● **ACTIVITY**
Look through the records below for the word "service". Report how many lines have it, and only that number.

━━ MATERIAL PROVIDED ━━

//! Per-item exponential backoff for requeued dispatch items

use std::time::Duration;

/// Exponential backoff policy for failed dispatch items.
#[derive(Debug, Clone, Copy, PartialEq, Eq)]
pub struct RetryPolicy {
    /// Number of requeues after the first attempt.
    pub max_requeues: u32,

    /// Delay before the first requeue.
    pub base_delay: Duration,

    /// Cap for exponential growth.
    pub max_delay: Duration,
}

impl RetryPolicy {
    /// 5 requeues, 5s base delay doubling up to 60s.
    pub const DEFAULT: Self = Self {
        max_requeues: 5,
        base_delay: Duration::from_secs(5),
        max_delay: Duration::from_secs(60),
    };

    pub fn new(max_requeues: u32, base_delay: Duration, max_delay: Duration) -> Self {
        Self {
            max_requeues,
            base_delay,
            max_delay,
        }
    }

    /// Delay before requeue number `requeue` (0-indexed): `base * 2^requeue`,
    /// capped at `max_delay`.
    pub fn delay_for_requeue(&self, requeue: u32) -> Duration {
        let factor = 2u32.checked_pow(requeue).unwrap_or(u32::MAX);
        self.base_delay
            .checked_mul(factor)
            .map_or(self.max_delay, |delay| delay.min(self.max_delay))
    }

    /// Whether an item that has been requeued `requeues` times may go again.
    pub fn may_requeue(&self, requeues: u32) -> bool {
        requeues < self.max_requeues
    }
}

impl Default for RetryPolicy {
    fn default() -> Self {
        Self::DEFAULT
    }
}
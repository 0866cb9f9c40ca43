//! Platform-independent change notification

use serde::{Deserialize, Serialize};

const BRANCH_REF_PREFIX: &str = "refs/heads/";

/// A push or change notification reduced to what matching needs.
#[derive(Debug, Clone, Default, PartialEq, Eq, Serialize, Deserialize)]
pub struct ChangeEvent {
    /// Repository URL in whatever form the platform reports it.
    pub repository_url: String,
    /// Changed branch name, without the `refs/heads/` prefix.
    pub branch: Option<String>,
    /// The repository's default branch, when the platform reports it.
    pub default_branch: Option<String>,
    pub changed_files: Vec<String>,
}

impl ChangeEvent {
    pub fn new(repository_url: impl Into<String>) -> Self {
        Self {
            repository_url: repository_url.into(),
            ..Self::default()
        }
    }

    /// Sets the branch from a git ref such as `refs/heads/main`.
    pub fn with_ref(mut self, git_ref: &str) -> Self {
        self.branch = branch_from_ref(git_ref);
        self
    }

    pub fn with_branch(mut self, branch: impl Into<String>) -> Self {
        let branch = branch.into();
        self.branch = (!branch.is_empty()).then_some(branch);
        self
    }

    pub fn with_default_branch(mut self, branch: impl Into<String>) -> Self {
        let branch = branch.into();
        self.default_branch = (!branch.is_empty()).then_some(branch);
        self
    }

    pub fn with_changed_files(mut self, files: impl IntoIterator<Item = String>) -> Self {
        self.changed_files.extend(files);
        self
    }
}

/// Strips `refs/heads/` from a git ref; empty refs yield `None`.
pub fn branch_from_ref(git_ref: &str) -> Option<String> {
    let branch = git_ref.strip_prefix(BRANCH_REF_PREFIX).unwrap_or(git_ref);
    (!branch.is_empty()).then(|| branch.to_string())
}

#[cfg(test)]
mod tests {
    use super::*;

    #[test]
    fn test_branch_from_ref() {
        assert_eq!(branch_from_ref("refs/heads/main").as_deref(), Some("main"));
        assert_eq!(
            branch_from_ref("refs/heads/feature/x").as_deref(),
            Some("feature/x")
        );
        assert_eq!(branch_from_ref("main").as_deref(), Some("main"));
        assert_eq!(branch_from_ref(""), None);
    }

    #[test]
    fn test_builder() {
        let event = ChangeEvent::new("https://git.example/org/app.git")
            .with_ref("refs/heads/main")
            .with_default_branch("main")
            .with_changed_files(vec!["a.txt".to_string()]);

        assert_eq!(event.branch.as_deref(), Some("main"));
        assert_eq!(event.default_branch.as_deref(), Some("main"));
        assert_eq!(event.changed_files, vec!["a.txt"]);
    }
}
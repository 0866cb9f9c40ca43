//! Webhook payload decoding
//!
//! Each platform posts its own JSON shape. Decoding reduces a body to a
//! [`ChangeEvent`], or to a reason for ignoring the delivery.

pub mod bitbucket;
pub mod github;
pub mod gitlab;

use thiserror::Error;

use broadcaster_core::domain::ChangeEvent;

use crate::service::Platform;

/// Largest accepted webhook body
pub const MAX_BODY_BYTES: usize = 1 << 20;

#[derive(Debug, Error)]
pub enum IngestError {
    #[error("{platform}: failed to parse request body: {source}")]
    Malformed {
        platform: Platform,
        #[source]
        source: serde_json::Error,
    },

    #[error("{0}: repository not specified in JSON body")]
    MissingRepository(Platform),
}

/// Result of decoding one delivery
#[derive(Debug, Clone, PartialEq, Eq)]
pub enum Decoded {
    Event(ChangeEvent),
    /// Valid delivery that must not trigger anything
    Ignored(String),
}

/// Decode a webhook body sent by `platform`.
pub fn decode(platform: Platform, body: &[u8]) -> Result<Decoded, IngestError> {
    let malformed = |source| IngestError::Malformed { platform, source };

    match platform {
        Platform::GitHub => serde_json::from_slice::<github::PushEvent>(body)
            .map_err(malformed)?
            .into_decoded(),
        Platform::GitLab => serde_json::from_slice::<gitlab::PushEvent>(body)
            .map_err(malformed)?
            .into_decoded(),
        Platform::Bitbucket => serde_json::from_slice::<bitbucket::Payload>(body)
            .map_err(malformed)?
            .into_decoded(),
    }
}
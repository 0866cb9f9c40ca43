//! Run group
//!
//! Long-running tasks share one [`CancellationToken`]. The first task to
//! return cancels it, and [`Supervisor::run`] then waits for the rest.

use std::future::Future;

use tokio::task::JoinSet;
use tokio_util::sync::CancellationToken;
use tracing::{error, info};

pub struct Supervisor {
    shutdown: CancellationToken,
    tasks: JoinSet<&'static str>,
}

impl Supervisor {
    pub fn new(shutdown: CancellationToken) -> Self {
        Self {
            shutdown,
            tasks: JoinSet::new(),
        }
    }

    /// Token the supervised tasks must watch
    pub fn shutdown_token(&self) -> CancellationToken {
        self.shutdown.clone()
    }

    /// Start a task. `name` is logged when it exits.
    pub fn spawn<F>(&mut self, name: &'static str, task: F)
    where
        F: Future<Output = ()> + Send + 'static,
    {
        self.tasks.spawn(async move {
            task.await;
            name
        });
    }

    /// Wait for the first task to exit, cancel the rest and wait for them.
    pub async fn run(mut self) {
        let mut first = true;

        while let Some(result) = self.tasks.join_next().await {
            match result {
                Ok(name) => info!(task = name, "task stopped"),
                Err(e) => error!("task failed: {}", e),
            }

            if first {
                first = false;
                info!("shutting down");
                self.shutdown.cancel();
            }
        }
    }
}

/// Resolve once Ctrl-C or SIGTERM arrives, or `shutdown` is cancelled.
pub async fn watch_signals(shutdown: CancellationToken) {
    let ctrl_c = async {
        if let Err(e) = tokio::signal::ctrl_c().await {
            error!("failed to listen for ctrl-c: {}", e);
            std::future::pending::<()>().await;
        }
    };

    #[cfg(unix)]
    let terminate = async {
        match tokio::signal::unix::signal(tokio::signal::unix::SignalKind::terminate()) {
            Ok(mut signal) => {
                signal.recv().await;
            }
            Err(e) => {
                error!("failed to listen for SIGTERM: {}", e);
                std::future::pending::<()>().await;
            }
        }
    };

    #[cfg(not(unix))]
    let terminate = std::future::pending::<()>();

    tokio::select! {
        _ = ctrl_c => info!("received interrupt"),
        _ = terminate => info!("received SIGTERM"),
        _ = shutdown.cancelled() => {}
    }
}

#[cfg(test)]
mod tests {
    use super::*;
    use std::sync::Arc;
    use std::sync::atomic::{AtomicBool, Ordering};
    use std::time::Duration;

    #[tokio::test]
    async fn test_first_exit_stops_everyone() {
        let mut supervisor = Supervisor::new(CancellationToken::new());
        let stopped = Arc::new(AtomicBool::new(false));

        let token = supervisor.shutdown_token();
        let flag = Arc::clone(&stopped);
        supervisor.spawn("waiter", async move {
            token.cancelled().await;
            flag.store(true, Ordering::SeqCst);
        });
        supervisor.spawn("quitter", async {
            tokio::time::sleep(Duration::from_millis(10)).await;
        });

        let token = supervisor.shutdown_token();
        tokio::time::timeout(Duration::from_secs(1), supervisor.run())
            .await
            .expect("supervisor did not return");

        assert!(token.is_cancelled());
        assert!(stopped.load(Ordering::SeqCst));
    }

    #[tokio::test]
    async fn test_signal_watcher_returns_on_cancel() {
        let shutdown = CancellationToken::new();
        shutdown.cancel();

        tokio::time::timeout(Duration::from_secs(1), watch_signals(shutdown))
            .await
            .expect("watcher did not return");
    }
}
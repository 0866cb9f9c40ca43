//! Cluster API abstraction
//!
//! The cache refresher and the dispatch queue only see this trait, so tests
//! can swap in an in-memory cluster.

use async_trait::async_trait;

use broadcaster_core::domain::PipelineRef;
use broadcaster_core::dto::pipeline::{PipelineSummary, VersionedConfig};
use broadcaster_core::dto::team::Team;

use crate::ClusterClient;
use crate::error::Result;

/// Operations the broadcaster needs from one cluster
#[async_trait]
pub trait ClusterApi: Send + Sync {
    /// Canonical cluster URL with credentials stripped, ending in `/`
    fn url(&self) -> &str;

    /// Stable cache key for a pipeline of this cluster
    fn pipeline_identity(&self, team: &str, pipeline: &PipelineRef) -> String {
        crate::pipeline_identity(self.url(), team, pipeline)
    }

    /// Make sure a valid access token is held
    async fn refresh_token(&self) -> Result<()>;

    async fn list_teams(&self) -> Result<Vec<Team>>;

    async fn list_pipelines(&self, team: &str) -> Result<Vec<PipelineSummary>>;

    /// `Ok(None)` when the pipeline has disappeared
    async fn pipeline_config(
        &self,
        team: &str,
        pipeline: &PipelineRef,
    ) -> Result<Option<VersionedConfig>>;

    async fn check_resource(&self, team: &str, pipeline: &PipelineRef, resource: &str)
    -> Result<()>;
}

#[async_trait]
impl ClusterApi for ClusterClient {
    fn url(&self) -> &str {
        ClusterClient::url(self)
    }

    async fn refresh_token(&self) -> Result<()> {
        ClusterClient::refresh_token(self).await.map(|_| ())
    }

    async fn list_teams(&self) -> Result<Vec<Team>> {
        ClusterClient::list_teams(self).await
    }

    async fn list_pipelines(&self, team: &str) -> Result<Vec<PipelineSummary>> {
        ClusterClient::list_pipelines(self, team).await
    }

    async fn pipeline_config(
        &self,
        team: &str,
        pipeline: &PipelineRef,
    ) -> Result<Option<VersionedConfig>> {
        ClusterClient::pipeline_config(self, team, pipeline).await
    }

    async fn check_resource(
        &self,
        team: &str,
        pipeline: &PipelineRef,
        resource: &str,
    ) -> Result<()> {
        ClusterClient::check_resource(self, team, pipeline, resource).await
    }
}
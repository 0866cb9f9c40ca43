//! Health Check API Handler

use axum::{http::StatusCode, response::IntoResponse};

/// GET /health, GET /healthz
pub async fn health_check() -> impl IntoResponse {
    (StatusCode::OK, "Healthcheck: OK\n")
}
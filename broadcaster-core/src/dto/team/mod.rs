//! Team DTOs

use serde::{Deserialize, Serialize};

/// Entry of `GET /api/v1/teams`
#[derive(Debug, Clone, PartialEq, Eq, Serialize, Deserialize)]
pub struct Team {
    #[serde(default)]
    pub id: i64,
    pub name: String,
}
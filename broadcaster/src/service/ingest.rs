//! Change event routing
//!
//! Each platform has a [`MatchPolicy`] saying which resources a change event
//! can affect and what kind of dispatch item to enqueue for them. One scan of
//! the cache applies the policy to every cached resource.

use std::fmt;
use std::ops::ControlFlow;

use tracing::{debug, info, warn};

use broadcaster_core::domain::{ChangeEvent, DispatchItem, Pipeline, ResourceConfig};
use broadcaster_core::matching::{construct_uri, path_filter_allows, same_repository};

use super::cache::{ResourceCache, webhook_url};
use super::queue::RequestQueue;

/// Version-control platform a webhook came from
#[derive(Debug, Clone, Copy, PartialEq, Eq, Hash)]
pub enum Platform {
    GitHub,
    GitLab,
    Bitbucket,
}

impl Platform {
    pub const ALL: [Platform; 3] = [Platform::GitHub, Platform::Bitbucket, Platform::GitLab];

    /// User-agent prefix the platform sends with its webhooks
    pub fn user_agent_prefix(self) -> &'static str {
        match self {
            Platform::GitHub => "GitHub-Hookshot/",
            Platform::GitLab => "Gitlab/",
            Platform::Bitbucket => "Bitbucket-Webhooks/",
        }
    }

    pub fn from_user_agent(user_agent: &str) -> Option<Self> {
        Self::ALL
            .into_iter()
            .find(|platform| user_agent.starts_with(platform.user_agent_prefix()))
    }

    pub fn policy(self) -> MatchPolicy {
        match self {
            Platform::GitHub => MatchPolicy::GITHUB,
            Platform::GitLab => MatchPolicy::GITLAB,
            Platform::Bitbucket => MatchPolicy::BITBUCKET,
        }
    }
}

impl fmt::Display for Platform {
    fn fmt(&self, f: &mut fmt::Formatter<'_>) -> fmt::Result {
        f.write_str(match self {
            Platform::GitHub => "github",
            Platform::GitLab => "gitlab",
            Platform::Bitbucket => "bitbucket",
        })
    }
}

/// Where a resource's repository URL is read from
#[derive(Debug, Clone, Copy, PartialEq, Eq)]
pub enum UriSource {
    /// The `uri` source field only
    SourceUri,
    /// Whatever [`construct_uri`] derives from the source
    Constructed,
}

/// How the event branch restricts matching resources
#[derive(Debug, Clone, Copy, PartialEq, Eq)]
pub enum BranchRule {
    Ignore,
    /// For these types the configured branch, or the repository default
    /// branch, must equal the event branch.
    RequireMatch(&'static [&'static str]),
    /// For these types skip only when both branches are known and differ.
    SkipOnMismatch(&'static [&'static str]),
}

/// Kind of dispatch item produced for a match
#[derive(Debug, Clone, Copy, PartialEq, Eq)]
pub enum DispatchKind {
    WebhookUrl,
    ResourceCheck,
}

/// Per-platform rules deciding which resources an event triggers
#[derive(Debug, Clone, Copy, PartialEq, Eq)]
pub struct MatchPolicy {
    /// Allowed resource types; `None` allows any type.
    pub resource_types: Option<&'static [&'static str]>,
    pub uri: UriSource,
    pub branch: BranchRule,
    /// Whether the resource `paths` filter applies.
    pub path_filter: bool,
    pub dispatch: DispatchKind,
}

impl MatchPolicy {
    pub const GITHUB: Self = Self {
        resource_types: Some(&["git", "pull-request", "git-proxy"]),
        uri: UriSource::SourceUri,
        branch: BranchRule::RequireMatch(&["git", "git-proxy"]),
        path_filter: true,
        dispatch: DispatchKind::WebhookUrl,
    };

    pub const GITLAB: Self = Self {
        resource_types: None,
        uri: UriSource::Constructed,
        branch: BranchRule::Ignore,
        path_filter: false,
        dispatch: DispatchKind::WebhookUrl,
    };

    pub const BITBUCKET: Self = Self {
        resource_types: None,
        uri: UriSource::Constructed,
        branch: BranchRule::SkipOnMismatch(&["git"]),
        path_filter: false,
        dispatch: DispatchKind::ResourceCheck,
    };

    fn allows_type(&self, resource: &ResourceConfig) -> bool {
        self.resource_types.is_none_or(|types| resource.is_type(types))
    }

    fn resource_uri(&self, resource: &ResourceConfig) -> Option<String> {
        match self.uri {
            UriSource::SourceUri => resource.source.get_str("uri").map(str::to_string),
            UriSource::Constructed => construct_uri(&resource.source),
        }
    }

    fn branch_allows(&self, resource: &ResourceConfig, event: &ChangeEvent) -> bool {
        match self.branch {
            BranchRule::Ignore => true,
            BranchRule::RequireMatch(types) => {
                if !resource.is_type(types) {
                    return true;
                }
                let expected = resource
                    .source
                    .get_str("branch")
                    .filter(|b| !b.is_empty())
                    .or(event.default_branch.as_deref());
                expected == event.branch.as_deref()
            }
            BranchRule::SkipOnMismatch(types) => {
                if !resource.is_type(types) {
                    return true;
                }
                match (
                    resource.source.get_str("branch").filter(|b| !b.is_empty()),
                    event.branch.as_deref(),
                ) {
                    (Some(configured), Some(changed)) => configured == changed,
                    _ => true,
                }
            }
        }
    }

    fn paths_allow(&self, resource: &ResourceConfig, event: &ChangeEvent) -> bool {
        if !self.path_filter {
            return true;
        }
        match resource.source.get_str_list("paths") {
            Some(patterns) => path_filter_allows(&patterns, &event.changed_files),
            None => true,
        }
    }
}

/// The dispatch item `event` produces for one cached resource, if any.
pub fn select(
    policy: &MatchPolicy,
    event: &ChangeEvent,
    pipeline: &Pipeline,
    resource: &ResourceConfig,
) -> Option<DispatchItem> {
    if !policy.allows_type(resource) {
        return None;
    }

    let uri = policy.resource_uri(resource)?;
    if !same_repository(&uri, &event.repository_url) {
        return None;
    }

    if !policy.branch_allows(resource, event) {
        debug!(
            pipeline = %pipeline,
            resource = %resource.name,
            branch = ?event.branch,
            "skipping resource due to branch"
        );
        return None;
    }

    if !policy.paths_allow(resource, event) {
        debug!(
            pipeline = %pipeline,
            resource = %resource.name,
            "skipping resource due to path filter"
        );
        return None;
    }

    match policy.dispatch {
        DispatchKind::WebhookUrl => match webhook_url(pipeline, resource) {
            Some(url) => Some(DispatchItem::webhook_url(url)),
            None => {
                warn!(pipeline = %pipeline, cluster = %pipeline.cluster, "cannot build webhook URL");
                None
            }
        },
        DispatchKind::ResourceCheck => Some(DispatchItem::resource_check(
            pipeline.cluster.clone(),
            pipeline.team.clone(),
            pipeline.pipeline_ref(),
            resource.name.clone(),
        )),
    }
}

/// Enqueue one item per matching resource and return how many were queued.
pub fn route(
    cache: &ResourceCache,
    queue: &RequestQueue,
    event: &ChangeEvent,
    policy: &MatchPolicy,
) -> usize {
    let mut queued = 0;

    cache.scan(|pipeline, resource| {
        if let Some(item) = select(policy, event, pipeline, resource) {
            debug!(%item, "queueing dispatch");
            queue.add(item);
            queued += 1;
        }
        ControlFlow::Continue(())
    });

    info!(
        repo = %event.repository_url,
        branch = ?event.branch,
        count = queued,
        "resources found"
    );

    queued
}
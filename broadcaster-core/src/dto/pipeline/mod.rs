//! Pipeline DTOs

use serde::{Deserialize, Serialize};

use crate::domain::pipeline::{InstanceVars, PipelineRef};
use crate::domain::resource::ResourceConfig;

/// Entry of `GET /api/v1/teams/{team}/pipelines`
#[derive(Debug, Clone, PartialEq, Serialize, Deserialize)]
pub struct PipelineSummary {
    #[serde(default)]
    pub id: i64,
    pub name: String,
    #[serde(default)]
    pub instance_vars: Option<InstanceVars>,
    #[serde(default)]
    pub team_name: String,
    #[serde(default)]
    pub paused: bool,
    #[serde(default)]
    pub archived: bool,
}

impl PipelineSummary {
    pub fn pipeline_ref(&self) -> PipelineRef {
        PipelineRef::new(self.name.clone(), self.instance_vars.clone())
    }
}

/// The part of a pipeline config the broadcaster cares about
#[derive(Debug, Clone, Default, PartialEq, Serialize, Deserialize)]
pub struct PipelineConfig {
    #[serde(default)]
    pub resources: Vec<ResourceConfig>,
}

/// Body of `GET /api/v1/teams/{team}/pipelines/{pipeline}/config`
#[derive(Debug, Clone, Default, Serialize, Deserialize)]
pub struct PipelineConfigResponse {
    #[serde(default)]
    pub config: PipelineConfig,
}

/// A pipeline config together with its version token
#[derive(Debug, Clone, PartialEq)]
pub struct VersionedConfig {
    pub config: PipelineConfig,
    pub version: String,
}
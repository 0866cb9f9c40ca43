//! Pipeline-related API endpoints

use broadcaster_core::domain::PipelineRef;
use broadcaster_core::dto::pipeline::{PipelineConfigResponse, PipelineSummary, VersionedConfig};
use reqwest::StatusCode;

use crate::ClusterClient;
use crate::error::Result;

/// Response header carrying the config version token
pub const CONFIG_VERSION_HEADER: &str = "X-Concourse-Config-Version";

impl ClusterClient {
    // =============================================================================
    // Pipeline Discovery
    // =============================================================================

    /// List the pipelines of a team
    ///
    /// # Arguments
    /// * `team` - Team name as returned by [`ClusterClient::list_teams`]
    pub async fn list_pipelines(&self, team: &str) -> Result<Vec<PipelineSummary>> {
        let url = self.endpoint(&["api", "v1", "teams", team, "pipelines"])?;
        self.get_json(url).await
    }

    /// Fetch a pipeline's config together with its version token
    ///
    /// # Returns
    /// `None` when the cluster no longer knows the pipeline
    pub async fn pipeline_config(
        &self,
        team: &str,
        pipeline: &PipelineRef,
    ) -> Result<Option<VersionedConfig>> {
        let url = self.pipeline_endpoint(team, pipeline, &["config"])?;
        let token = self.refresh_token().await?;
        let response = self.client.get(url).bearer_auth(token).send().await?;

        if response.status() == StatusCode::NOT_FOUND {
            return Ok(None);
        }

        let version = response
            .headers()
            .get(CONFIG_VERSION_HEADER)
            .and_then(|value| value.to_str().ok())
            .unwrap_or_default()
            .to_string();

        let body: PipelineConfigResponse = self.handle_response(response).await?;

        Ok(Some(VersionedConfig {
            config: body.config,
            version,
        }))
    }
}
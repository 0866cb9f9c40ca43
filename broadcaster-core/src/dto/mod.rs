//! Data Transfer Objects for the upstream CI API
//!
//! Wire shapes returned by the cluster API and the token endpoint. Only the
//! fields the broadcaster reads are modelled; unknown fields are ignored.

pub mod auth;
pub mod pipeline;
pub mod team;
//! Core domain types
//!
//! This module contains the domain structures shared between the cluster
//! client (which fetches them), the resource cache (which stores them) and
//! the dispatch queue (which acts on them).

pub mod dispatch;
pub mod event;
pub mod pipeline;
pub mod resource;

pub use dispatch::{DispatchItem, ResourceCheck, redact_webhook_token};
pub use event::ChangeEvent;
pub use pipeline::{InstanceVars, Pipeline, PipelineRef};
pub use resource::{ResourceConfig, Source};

━━━

● **YOUR RESPONSE**
2